Biodiversity in Malaysia to get More Help from Government

Biodiversity in Malaysia to get More Help from Government

Malaysian wildlife getting a helping hand by tiny_packages @flickr

Malaysia’s national biodiversity policy is currently being revised to include further consideration for the country’s delicate environment.  The opportunity is a great one – the vital document hasn’t been reviewed in decades, and it could do more to protect Malaysia’s plant and animal life.

On paper, biodiversity in Malaysia has been well-protected for decades.  The country penned its original biodiversity policy in 1998 and for its time, the document was quite progressive.  It outlined 15 strategies and 85 action plans recommending that government agencies safeguard Malaysia’s flora and fauna.  Goals included improving scientific knowledge of wildlife, strengthening existing conservation programs, promoting international cooperation and enhancing public awareness on environmental conservation.

Unfortunately, the document’s language was too vague to actually require its strategies to be implemented.  Because they weren’t held to deadlines or legally obligated to change, Malaysia’s governments and institutions didn’t do nearly as much as they could have.  Some real good came of the 1998 policy (the establishment of the Penang, Selangor and Royal Belum state parks, for example), but it didn’t live up to its potential.

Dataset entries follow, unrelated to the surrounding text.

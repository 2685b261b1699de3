//! BM25 relevance fused with normalized PageRank, plus snippet annotation.

use crate::html::visible_text;
use crate::index::DocId;
use crate::snippet::extract_snippet;
use crate::store::IndexStore;
use crate::tokenizer::normalize_text;
use anyhow::Result;
use serde::{Deserialize, Serialize};
use std::cmp::Ordering;
use std::collections::{BTreeSet, HashMap};

#[derive(Debug, Clone, Copy, PartialEq, Serialize, Deserialize)]
pub struct RankerConfig {
    pub k1: f64,
    pub b: f64,
    /// Weight of BM25 in the fused score; PageRank gets `1 - alpha`.
    pub alpha: f64,
    pub snippet_window: usize,
    pub max_snippets: usize,
}

impl Default for RankerConfig {
    fn default() -> Self {
        Self { k1: 1.5, b: 0.75, alpha: 0.7, snippet_window: 15, max_snippets: 3 }
    }
}

#[derive(Debug, Clone, Copy, PartialEq, Eq, Serialize, Deserialize)]
pub struct SearchParams {
    pub topk: usize,
    /// 1-based.
    pub page: usize,
    pub page_size: usize,
}

impl Default for SearchParams {
    fn default() -> Self {
        Self { topk: 10, page: 1, page_size: 5 }
    }
}

#[derive(Debug, Clone, Serialize)]
pub struct SearchHit {
    pub doc_id: DocId,
    pub title: String,
    pub score_bm25: f64,
    pub pagerank_raw: f64,
    pub pagerank_norm: f64,
    pub score: f64,
    pub path: String,
    pub snippet: String,
}

#[derive(Debug, Clone, Serialize)]
pub struct SearchResponse {
    pub query_terms: Vec<String>,
    pub page: usize,
    pub page_size: usize,
    /// Size of the BM25 list after the `topk` cap.
    pub total_results: usize,
    pub results: Vec<SearchHit>,
}

pub fn idf(num_docs: f64, df: f64) -> f64 {
    (1.0 + (num_docs - df + 0.5) / (df + 0.5)).ln()
}

/// One term's contribution for a document of length `dl`.
pub fn bm25_term(idf: f64, tf: f64, dl: f64, avgdl: f64, config: &RankerConfig) -> f64 {
    let avgdl = if avgdl > 0.0 { avgdl } else { 1.0 };
    let denom = tf + config.k1 * (1.0 - config.b + config.b * (dl / avgdl));
    if denom > 0.0 { idf * (tf * (config.k1 + 1.0)) / denom } else { 0.0 }
}

/// Documents with a nonzero BM25 score, best first, capped at `topk`.
/// Equal scores are ordered by ascending doc id.
pub fn bm25_rank(store: &IndexStore, query_terms: &[String], topk: usize, config: &RankerConfig) -> Result<Vec<(DocId, f64)>> {
    let stats = store.corpus_stats()?;
    let n = f64::from(stats.num_docs);
    let unique: BTreeSet<&str> = query_terms.iter().map(String::as_str).collect();

    let mut scores: HashMap<DocId, f64> = HashMap::new();
    for term in unique {
        let Some(df) = store.doc_freq(term)? else { continue };
        let term_idf = idf(n, f64::from(df));
        for (doc_id, tf, dl) in store.term_postings(term)? {
            let contribution = bm25_term(term_idf, f64::from(tf), f64::from(dl), stats.avgdl, config);
            *scores.entry(doc_id).or_insert(0.0) += contribution;
        }
    }

    let mut ranked: Vec<(DocId, f64)> = scores.into_iter().filter(|(_, s)| *s != 0.0).collect();
    ranked.sort_by(|a, b| b.1.partial_cmp(&a.1).unwrap_or(Ordering::Equal).then(a.0.cmp(&b.0)));
    ranked.truncate(topk);
    Ok(ranked)
}

/// `[(page-1)*page_size, page*page_size)` of `ranked`; page 0 or a page past
/// the end is empty.
pub fn paginate<T>(ranked: &[T], page: usize, page_size: usize) -> &[T] {
    if page == 0 {
        return &[];
    }
    let start = (page - 1).saturating_mul(page_size).min(ranked.len());
    let end = page.saturating_mul(page_size).min(ranked.len());
    &ranked[start..end]
}

fn snippet_for(path: &str, url: &str, query_terms: &[String], config: &RankerConfig) -> String {
    let raw = match std::fs::read(path) {
        Ok(bytes) => String::from_utf8_lossy(&bytes).into_owned(),
        Err(e) => {
            tracing::debug!(path, error = %e, "raw document unavailable for snippet");
            String::new()
        }
    };
    let text = normalize_text(&visible_text(&raw, url));
    extract_snippet(&text, query_terms, config.snippet_window, config.max_snippets)
}

/// Rank by BM25, cap at `topk`, slice the requested page, then re-sort that
/// page by the fused BM25/PageRank score.
///
/// Pagination happens before fusion, so a document can sit on a page that
/// does not match its fused rank.
pub fn search(store: &IndexStore, query_terms: &[String], params: &SearchParams, config: &RankerConfig) -> Result<SearchResponse> {
    let ranked = bm25_rank(store, query_terms, params.topk, config)?;
    let max_pr = match store.max_pagerank()? {
        Some(m) if m != 0.0 => m,
        _ => 1.0,
    };

    let mut results = Vec::new();
    for &(doc_id, score_bm25) in paginate(&ranked, params.page, params.page_size) {
        let doc = store.document(doc_id)?;
        let (title, path, url) = doc.map(|d| (d.title, d.path, d.url)).unwrap_or_default();
        let pagerank_raw = store.pagerank(doc_id)?.unwrap_or(0.0);
        let pagerank_norm = pagerank_raw / max_pr;
        let score = config.alpha * score_bm25 + (1.0 - config.alpha) * pagerank_norm;
        let snippet = snippet_for(&path, &url, query_terms, config);
        results.push(SearchHit { doc_id, title, score_bm25, pagerank_raw, pagerank_norm, score, path, snippet });
    }
    results.sort_by(|a, b| b.score.partial_cmp(&a.score).unwrap_or(Ordering::Equal));

    Ok(SearchResponse {
        query_terms: query_terms.to_vec(),
        page: params.page,
        page_size: params.page_size,
        total_results: ranked.len(),
        results,
    })
}
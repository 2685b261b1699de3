use anyhow::Result;
use clap::Parser;
use linkrank_server::{build_app, AppState};
use std::net::SocketAddr;
use std::path::PathBuf;
use tokio::net::TcpListener;
use tracing_subscriber::{fmt, EnvFilter};

#[derive(Parser)]
struct Args {
    /// Data root; raw pages go to <data>/raw and relative paths resolve here
    #[arg(long, default_value = "./data")]
    data: PathBuf,
    /// SQLite index database
    #[arg(long, default_value = "./data/index/index.db")]
    db: PathBuf,
    /// Host to bind
    #[arg(long, default_value = "0.0.0.0")]
    host: String,
    /// Port to bind
    #[arg(long, default_value_t = 8080)]
    port: u16,
}

#[tokio::main]
async fn main() -> Result<()> {
    fmt().with_env_filter(EnvFilter::from_default_env()).init();
    let args = Args::parse();
    let app = build_app(AppState::new(args.data, args.db));

    let addr: SocketAddr = format!("{}:{}", args.host, args.port).parse()?;
    let listener = TcpListener::bind(addr).await?;
    tracing::info!(%addr, "server listening");
    axum::serve(listener, app).await?;
    Ok(())
}
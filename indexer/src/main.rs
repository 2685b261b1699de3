use anyhow::Result;
use clap::{Parser, Subcommand};
use linkrank_core::{run_pagerank, IndexStore, PageRankConfig};
use linkrank_indexer::index_documents;
use std::path::PathBuf;
use tracing_subscriber::{EnvFilter, fmt};

#[derive(Parser)]
#[command(name = "indexer")]
#[command(about = "Build the BM25 index and link graph, then score it with PageRank", long_about = None)]
struct Cli {
    #[command(subcommand)]
    command: Commands,
}

#[derive(Subcommand)]
enum Commands {
    /// Rebuild the index from a raw document directory
    Build {
        /// Raw document directory (bucketed .txt + .meta.json files)
        #[arg(long)]
        input: PathBuf,
        /// SQLite index database
        #[arg(long, default_value = "./data/index/index.db")]
        db: PathBuf,
        /// Do not run PageRank after indexing
        #[arg(long, default_value_t = false)]
        skip_pagerank: bool,
    },
    /// Recompute PageRank over the stored link graph
    Pagerank {
        /// SQLite index database
        #[arg(long, default_value = "./data/index/index.db")]
        db: PathBuf,
        #[arg(long, default_value_t = 0.85)]
        damping: f64,
        #[arg(long, default_value_t = 100)]
        max_iterations: usize,
        #[arg(long, default_value_t = 1e-6)]
        tolerance: f64,
    },
}

fn main() -> Result<()> {
    fmt().with_env_filter(EnvFilter::from_default_env()).init();
    let cli = Cli::parse();

    match cli.command {
        Commands::Build { input, db, skip_pagerank } => {
            let mut store = IndexStore::open(&db)?;
            let stats = index_documents(&mut store, &input)?;
            if !skip_pagerank {
                let scores = run_pagerank(&mut store, &PageRankConfig::default());
                tracing::info!(scored = scores.len(), "pagerank after build");
            }
            println!("{}", serde_json::to_string_pretty(&stats)?);
        }
        Commands::Pagerank { db, damping, max_iterations, tolerance } => {
            let mut store = IndexStore::open(&db)?;
            let config = PageRankConfig { damping, max_iterations, tolerance };
            let scores = run_pagerank(&mut store, &config);
            println!("{}", serde_json::json!({ "scored_docs": scores.len() }));
        }
    }
    Ok(())
}
//! Full-rebuild indexer: raw pages on disk to postings, document
//! frequencies, corpus statistics and the link graph.

use anyhow::Context;
use linkrank_core::html::parse_page;
use linkrank_core::persist::{load_metadata, DocMetadata, RawDocument, RawPaths};
use linkrank_core::tokenizer::analyze;
use linkrank_core::{normalize_url, CorpusStats, DocId, DocRecord, IndexStore};
use serde::Serialize;
use std::collections::{BTreeMap, BTreeSet, HashMap};
use std::path::{Path, PathBuf};
use thiserror::Error;

#[derive(Debug, Error)]
pub enum IndexError {
    #[error("raw document directory does not exist: {}", .0.display())]
    MissingSource(PathBuf),
    #[error(transparent)]
    Other(#[from] anyhow::Error),
}

#[derive(Debug, Clone, Copy, PartialEq, Serialize)]
pub struct IndexStats {
    pub indexed_docs: u32,
    pub avgdl: f64,
}

/// A document accepted into this run, waiting for link resolution.
struct Accepted {
    doc_id: DocId,
    links: Vec<String>,
}

fn file_name(path: &Path) -> String {
    path.file_name().map(|n| n.to_string_lossy().into_owned()).unwrap_or_default()
}

fn read_lossy(path: &Path) -> std::io::Result<String> {
    std::fs::read(path).map(|bytes| String::from_utf8_lossy(&bytes).into_owned())
}

/// Drop every indexer-owned row and rebuild from the files under `raw_dir`.
///
/// Documents are visited in sorted path order; ids are handed out only to
/// documents that keep at least one term after filtering. Links are resolved
/// once all ids are known, and only between documents of this run.
pub fn index_documents(store: &mut IndexStore, raw_dir: &Path) -> Result<IndexStats, IndexError> {
    if !raw_dir.is_dir() {
        return Err(IndexError::MissingSource(raw_dir.to_path_buf()));
    }
    let raw_docs = RawPaths::new(raw_dir).list_documents();
    tracing::info!(dir = %raw_dir.display(), files = raw_docs.len(), "indexing raw documents");

    let rebuild = store.rebuild()?;
    let mut url_to_id: HashMap<String, DocId> = HashMap::new();
    let mut accepted: Vec<Accepted> = Vec::new();
    let mut df: BTreeMap<String, u32> = BTreeMap::new();
    let mut total_len: u64 = 0;

    for RawDocument { content_path, meta_path } in raw_docs {
        let content = match read_lossy(&content_path) {
            Ok(c) => c,
            Err(e) => {
                tracing::warn!(path = %content_path.display(), error = %e, "unreadable raw document");
                continue;
            }
        };
        let sidecar: Option<DocMetadata> = meta_path.as_deref().map(|p| load_metadata(Some(p)));
        let raw_url = sidecar
            .as_ref()
            .and_then(|m| m.url.clone())
            .filter(|u| !u.trim().is_empty())
            .unwrap_or_else(|| file_name(&content_path));
        let url = normalize_url(&raw_url);
        if url_to_id.contains_key(&url) {
            tracing::warn!(url = %url, path = %content_path.display(), "duplicate url, keeping first document");
            continue;
        }

        let page = parse_page(&content, &url);
        let (title, h1, description) = match &sidecar {
            Some(m) => (m.title.clone(), m.h1.clone(), m.description.clone()),
            None => (page.metadata.title.clone(), page.metadata.h1.clone(), page.metadata.description.clone()),
        };
        let terms = analyze(&format!("{title} {h1} {description} {}", page.visible_text));
        if terms.is_empty() {
            tracing::debug!(path = %content_path.display(), "no terms after filtering, skipped");
            continue;
        }

        let doc_id = accepted.len() as DocId + 1;
        let mut tf: BTreeMap<String, u32> = BTreeMap::new();
        for term in &terms {
            *tf.entry(term.clone()).or_insert(0) += 1;
        }
        for term in tf.keys() {
            *df.entry(term.clone()).or_insert(0) += 1;
        }

        let record = DocRecord {
            doc_id,
            url: url.clone(),
            title: if title.trim().is_empty() { file_name(&content_path) } else { title },
            path: content_path.to_string_lossy().into_owned(),
            length: terms.len() as u32,
        };
        rebuild.insert_document(&record)?;
        rebuild.insert_postings(doc_id, &tf)?;
        total_len += terms.len() as u64;
        url_to_id.insert(url, doc_id);
        accepted.push(Accepted { doc_id, links: page.links });

        if accepted.len() % 100 == 0 {
            tracing::info!(indexed = accepted.len(), "indexing progress");
        }
    }

    let mut edges = 0usize;
    for doc in &accepted {
        let targets: BTreeSet<DocId> = doc
            .links
            .iter()
            .filter_map(|link| url_to_id.get(&normalize_url(link)).copied())
            .collect();
        for to in targets {
            rebuild.insert_link(doc.doc_id, to)?;
            edges += 1;
        }
    }

    let num_docs = accepted.len() as u32;
    let avgdl = if num_docs == 0 { 0.0 } else { total_len as f64 / f64::from(num_docs) };
    rebuild.insert_doc_freqs(&df)?;
    rebuild.set_corpus_stats(&CorpusStats { num_docs, avgdl })?;
    rebuild.commit().context("finishing index rebuild")?;

    tracing::info!(num_docs, num_terms = df.len(), edges, avgdl, "index build complete");
    Ok(IndexStats { indexed_docs: num_docs, avgdl })
}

This is why the current revision process is so important – it provides a chance for the lofty 1998 recommendations to be written more firmly into law.  A specific set of guidelines that hold Malaysia accountable to change could do much to ensure the country’s sustainable development.

Protecting biodiversity means protecting the environment, which is integral to Malaysia’s future.  The forests harboring this biodiversity act to clean the air, retain soil, keep pollution from making its way into rivers and even keep weather patterns regular.

Recent news reports that the biodiversity policy is just now being revised to account for challenges and opportunities surrounding Malaysia’s growing eco-tourism industry.  Many of Malaysia’s forested areas double as eco-tourism parks, so ‘revising eco-tourism’ equates to protecting many large and environmentally critical parts of the country.  A comprehensive review of the national biodiversity act is to be hoped for, so further news of these revisions is eagerly awaited.